Your task is to copy all of the entries exactly as they are given.

### Dataset entries
*** Begin section ***

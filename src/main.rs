//! pcaptel CLI entry point.

use std::fs::File;
use std::io::{self, BufWriter, Write};

use anyhow::{Context, Result};
use clap::Parser;
use tracing::debug;
use tracing_subscriber::EnvFilter;

use pcaptel::cli::{Args, ReportFormatter};
use pcaptel::Capture;
use pcaptel_core::PacketAnalyzer;

fn main() -> Result<()> {
    // Parse command line arguments
    let args = Args::parse();

    // Set up logging
    let filter = match args.verbose {
        0 => "warn",
        1 => "info",
        2 => "debug",
        _ => "trace",
    };
    tracing_subscriber::fmt()
        .with_env_filter(EnvFilter::try_from_default_env().unwrap_or_else(|_| filter.into()))
        .with_writer(io::stderr)
        .init();

    let capture = Capture::load(&args.file)
        .with_context(|| format!("Failed to open capture file: {}", args.file.display()))?;
    debug!(stats = ?capture.stats, "decode finished");

    let analyzer =
        PacketAnalyzer::new(args.analysis_config()).with_cancel_token(args.cancel_token());
    let report = capture
        .analyze(&analyzer)
        .with_context(|| format!("Failed to analyze {}", args.file.display()))?;

    let formatter = ReportFormatter::new(args.format);
    let source = args.file.display().to_string();

    match &args.output {
        Some(path) => {
            let file = File::create(path)
                .with_context(|| format!("Failed to create {}", path.display()))?;
            let mut writer = BufWriter::new(file);
            formatter.write(&report, &source, &mut writer)?;
            writer.flush()?;
            eprintln!("Wrote report to {}", path.display());
        }
        None => {
            let mut stdout = io::stdout().lock();
            formatter.write(&report, &source, &mut stdout)?;
        }
    }

    Ok(())
}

*** End section ***

### Worked solution
filename src/main.rs
//! pcaptel CLI entry point.

use std::fs::File;
use std::io::{self, BufWriter, Write};

use anyhow::{Context, Result};
use clap::Parser;
use tracing::debug;
use tracing_subscriber::EnvFilter;

use pcaptel::cli::{Args, ReportFormatter};
use pcaptel::Capture;
use pcaptel_core::PacketAnalyzer;

fn main() -> Result<()> {
    // Parse command line arguments
    let args = Args::parse();

    // Set up logging
    let filter = match args.verbose {
        0 => "warn",
        1 => "info",
        2 => "debug",
        _ => "trace",
    };
    tracing_subscriber::fmt()
        .with_env_filter(EnvFilter::try_from_default_env().unwrap_or_else(|_| filter.into()))
        .with_writer(io::stderr)
        .init();

    let capture = Capture::load(&args.file)
        .with_context(|| format!("Failed to open capture file: {}", args.file.display()))?;
    debug!(stats = ?capture.stats, "decode finished");

    let analyzer =
        PacketAnalyzer::new(args.analysis_config()).with_cancel_token(args.cancel_token());
    let report = capture
        .analyze(&analyzer)
        .with_context(|| format!("Failed to analyze {}", args.file.display()))?;

    let formatter = ReportFormatter::new(args.format);
    let source = args.file.display().to_string();

    match &args.output {
        Some(path) => {
            let file = File::create(path)
                .with_context(|| format!("Failed to create {}", path.display()))?;
            let mut writer = BufWriter::new(file);
            formatter.write(&report, &source, &mut writer)?;
            writer.flush()?;
            eprintln!("Wrote report to {}", path.display());
        }
        None => {
            let mut stdout = io::stdout().lock();
            formatter.write(&report, &source, &mut stdout)?;
        }
    }

    Ok(())
}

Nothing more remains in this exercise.